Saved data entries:

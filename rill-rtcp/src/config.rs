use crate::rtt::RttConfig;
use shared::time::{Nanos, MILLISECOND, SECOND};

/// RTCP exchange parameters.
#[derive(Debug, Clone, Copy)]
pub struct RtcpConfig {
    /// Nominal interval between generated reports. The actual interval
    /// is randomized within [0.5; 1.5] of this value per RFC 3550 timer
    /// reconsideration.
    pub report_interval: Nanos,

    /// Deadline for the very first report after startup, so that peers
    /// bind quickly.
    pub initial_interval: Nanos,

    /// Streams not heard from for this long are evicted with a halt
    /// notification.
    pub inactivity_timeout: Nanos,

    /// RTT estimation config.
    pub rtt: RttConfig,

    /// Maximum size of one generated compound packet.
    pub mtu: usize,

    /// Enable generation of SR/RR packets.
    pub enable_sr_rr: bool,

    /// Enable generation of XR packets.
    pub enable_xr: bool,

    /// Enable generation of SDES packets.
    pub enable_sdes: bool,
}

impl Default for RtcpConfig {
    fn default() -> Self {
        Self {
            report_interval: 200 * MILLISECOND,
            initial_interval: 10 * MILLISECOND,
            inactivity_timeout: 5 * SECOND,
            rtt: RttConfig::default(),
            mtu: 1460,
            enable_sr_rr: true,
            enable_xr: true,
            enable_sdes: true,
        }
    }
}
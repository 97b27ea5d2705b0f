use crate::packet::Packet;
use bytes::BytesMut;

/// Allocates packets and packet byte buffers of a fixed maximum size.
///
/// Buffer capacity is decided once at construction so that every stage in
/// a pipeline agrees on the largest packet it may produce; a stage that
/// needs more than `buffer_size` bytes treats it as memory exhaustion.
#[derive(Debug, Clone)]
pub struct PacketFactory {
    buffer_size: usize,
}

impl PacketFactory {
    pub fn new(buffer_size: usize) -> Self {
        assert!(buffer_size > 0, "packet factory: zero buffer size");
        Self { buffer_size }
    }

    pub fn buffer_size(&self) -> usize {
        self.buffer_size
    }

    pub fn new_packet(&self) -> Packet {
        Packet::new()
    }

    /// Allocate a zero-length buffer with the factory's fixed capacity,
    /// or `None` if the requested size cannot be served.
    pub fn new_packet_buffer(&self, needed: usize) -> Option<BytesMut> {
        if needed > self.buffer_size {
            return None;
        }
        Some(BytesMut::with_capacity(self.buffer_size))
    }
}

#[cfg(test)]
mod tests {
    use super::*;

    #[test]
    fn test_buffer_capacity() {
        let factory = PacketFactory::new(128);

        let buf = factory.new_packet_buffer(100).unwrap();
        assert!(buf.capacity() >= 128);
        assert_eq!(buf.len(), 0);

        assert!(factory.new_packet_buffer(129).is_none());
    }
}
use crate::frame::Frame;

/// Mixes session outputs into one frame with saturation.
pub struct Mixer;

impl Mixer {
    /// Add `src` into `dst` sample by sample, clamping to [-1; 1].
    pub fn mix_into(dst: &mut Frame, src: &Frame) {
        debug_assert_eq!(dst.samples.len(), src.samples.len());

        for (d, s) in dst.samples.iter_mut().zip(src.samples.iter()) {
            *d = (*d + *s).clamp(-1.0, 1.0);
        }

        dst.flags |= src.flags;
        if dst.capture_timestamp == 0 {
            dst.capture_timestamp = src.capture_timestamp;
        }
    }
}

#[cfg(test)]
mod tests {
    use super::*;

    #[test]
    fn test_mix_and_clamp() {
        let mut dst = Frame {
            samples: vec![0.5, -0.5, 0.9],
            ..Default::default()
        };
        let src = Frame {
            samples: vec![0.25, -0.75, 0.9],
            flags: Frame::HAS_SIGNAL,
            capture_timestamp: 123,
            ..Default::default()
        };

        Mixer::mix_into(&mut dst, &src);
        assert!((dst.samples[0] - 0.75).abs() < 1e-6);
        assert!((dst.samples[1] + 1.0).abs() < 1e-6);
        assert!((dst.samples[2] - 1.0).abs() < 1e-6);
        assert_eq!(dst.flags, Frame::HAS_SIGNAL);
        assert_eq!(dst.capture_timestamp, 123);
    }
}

==

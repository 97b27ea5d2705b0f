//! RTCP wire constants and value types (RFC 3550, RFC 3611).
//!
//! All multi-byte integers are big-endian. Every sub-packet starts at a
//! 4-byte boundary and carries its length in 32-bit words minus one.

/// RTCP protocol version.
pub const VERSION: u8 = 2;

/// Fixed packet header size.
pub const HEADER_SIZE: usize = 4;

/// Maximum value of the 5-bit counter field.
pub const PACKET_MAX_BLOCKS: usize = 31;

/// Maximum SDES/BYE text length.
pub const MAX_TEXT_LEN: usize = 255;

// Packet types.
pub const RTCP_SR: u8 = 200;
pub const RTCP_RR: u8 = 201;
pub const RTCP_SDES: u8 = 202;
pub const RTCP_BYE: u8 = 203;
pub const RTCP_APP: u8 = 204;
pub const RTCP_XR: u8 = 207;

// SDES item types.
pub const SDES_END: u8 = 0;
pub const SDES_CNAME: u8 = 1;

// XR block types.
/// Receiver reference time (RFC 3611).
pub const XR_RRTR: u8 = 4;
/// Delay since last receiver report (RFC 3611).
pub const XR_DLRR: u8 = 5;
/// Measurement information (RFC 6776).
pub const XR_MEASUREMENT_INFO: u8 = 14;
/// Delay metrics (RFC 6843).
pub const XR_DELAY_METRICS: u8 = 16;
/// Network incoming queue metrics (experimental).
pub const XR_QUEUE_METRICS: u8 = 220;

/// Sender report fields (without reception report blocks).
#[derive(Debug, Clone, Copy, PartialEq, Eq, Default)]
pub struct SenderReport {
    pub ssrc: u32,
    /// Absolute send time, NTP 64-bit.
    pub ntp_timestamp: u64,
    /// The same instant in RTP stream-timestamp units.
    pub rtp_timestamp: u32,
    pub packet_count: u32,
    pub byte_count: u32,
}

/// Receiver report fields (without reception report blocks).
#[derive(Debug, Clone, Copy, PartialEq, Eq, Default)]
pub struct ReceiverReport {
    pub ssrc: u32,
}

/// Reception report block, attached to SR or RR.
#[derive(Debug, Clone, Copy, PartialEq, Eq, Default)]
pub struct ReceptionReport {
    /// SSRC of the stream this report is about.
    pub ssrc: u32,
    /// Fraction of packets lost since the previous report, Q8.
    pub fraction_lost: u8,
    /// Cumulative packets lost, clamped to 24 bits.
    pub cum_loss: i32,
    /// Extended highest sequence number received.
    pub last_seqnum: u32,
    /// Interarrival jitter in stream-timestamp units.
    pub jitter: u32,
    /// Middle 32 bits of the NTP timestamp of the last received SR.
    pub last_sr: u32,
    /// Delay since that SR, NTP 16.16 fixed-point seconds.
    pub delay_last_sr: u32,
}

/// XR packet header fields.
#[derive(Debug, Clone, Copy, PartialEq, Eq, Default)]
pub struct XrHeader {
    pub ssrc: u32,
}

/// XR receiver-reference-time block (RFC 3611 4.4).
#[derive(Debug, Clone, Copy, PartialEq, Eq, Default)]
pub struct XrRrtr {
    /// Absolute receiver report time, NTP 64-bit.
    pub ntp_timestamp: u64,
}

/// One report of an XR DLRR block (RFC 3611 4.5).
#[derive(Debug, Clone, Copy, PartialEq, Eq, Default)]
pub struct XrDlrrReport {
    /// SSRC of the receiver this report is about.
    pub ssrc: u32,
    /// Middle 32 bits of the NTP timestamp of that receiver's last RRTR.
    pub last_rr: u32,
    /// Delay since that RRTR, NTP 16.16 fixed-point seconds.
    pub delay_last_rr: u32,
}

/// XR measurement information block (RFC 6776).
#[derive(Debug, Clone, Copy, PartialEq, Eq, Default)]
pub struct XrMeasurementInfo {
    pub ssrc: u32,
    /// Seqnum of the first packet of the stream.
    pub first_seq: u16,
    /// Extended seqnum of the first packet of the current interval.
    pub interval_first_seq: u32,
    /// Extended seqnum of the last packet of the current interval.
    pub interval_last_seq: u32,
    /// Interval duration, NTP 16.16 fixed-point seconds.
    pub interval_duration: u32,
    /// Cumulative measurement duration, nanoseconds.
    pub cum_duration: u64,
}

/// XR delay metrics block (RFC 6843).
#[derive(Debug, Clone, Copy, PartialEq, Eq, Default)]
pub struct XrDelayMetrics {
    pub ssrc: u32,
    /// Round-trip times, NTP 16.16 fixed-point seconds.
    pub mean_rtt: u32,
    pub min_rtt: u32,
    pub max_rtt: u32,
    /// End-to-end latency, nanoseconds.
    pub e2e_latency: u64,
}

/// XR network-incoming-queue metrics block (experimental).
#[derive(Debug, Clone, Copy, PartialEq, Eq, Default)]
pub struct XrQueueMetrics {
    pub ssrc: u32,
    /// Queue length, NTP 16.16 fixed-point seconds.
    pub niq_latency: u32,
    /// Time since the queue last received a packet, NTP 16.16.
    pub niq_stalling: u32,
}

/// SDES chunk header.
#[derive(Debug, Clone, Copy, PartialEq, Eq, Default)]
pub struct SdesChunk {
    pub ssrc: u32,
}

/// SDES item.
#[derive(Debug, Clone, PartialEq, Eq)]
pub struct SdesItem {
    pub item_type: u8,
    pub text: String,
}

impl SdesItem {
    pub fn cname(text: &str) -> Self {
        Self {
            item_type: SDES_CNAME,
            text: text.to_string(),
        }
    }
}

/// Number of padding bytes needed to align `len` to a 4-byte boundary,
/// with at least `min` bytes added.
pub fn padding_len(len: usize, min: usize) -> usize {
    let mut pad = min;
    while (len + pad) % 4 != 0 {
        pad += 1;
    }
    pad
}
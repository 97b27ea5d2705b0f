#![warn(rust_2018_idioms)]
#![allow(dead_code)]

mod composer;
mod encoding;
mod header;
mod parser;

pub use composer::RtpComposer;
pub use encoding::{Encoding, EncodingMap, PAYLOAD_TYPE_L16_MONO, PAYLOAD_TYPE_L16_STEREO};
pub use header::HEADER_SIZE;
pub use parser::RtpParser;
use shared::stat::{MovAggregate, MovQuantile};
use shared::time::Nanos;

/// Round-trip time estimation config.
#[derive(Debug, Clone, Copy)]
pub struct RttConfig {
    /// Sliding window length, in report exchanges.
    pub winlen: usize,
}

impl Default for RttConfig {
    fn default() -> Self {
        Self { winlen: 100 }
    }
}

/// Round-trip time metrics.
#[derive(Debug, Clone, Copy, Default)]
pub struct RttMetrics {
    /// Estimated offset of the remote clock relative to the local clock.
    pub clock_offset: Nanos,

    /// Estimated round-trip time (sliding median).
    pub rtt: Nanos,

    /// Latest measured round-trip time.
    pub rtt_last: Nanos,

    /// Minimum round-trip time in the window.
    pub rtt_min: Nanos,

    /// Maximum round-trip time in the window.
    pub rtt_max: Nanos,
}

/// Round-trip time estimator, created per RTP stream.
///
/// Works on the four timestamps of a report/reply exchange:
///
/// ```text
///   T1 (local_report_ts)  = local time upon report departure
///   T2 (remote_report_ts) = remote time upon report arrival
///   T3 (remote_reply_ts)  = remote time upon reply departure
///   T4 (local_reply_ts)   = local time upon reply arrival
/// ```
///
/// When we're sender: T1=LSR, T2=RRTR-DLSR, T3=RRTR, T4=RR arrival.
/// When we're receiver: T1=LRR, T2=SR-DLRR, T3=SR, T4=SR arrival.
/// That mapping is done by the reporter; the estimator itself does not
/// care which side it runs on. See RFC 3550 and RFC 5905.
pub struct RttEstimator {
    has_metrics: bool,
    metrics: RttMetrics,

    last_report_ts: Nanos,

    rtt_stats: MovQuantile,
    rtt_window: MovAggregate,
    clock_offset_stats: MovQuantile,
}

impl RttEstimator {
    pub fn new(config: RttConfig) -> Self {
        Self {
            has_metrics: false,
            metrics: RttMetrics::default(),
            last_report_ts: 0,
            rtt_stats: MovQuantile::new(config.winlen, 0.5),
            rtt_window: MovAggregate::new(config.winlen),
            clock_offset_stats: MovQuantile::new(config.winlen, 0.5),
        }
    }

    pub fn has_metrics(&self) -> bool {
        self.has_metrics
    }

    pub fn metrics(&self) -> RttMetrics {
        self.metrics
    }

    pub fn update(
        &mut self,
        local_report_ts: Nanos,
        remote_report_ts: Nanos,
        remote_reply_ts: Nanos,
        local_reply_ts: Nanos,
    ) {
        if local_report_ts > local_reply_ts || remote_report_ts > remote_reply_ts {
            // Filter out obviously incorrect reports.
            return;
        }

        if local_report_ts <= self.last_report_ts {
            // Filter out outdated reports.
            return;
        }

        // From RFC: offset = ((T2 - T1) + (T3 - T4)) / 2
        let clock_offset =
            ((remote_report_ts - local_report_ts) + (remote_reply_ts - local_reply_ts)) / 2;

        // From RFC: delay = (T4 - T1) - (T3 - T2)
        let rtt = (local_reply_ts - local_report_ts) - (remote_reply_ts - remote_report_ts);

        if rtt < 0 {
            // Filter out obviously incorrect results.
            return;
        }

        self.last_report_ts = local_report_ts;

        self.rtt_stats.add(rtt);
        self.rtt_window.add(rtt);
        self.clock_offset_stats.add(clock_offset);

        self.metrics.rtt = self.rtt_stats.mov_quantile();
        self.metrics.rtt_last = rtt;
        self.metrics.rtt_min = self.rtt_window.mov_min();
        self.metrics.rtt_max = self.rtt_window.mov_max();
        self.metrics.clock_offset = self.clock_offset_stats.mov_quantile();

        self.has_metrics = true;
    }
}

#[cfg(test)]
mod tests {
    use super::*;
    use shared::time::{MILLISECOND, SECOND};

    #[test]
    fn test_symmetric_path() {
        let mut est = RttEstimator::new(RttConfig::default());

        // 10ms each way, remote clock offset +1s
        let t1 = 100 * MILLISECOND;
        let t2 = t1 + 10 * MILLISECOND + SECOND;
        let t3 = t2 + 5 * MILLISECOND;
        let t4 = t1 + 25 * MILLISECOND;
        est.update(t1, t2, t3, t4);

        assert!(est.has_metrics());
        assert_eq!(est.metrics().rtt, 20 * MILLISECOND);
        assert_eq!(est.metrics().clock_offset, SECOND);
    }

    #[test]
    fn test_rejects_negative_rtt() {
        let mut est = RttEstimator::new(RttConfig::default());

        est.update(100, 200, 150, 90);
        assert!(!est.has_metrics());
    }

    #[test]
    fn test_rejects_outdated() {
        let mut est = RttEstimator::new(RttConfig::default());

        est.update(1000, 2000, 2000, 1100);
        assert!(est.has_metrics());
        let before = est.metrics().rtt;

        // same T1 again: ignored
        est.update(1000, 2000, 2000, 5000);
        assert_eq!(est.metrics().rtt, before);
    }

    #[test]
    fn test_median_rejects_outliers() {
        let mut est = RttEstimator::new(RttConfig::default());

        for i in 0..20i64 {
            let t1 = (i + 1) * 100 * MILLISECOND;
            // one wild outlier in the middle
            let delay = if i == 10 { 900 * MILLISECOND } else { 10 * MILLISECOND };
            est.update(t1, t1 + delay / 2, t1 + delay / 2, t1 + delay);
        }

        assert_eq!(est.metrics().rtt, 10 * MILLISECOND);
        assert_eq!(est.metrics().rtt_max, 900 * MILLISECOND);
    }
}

# What the task asks
Return every line above where "trip" appears.

# Your response
    /// Round-trip times, NTP 16.16 fixed-point seconds.
/// Round-trip time estimation config.
/// Round-trip time metrics.
    /// Estimated round-trip time (sliding median).
    /// Latest measured round-trip time.
    /// Minimum round-trip time in the window.
    /// Maximum round-trip time in the window.
/// Round-trip time estimator, created per RTP stream.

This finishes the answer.